When I was pregnant with my first son, I didn't even know what a doula was. That certainly wasn't part of the Kaiser childbirth preparation class. They were too busy passing around forceps and a vaccuum so we could see how our kids would probably be extracted from our bodies.
In any case, our conversation brought to light a larger question for me -
Do hospitals get in the way by complicating labor? Does the medical system (for all its good intentions) inadvertently hinder birthing mothers by intervening when it's really medically unneccesary? And at what cost?
**And here I think it's important to note that I think that hospital staff are wonderful, dedicated people who save lives. In an emergency, they would be the ones to provide the needed interventions to save my life and my baby's life. I recognize that and am very thankful for it.
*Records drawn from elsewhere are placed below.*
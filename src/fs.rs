use anyhow::{Context, Result};
use std::io::ErrorKind;
use std::path::{Path, PathBuf};

pub(crate) fn create_dir_all(path: impl AsRef<Path>) -> Result<()> {
    let path = path.as_ref();
    match std::fs::create_dir_all(path) {
        Ok(_) => Ok(()),
        Err(e) => match e.kind() {
            ErrorKind::AlreadyExists if path.is_dir() => Ok(()),
            _ => Err(e).context(format!("Unable to create directory {}", path.display())),
        },
    }
}

pub(crate) fn canonicalize(path: impl AsRef<Path>) -> Result<PathBuf> {
    let path = path.as_ref();
    std::fs::canonicalize(path)
        .with_context(|| format!("Unable to canonicalize the path {}", path.display()))
}

pub(crate) fn write(path: impl AsRef<Path>, contents: impl AsRef<[u8]>) -> Result<()> {
    let path = path.as_ref();
    std::fs::write(path, contents).context(format!("Unable to write to {}", path.display()))
}

pub(crate) fn read_to_string(path: impl AsRef<Path>) -> Result<String> {
    let path = path.as_ref();
    std::fs::read_to_string(path).context(format!("Unable to read file {}", path.display()))
}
But. I'm guessing that the majority of birthing women are not high-risk, nor do they ever become high risk during the course of their labor. And yet, we are treated as "patients", strapped down to our beds with IVs, offered medications at every turn. And maybe we WANT to take medications and that is our choice (hell, I was shouting for the epidural at the first opportunity!). But on the other hand, are we conditioned to think that we NEED these interventions? And, again, at what cost?
In recent months, I have read that epidurals are associated with stalled labor, increased risk of needing Pitocin, and c-sections for failure to progress. I haven't read all the research on this, but in my personal experience, I saw it (almost) happen to me. Though I didn't end up with a c-section, I was very close to it. And I know that the c-section rate in this country is astronomical. Why?
And I'm also wondering: given the potential risks and disadvantages of epidurals
, why don't hospitals more routinely offer pain-relief altneratives and natural coping mechanisms? Like, how about a shower in every room? Or, better yet, a soaking tub for a water birth? How about doulas provided for free, paid by your insurance? How about midwives on staff who can actually BE midwifes and help women prepare for a natural birth? How about a labor room that is bigger than my cubicle? How about birthing balls lent out to all women at their first prenatal visit? I know there are some hospitals that offer some of these, but guess how much of this Kaiser offers? Zero, zilch, nada.
That said, I don't think there's anything inherently wrong with seeking pain relief in labor. At all! I WISH we could have pain-free labors, and heck, I may even ask for the epidural again, but I hope I won't have to. Having experienced Pitocin without an epidural, I'm actually more afraid of getting an epidural now (and having it fail) than I am of trying to do it naturally.
But I'm curious: what are your thoughts on this topic? Do you think that hospitals get in the way of the natural birthing process? And if so, do you think the birthing mother pays a price? Or am I just smoking crack?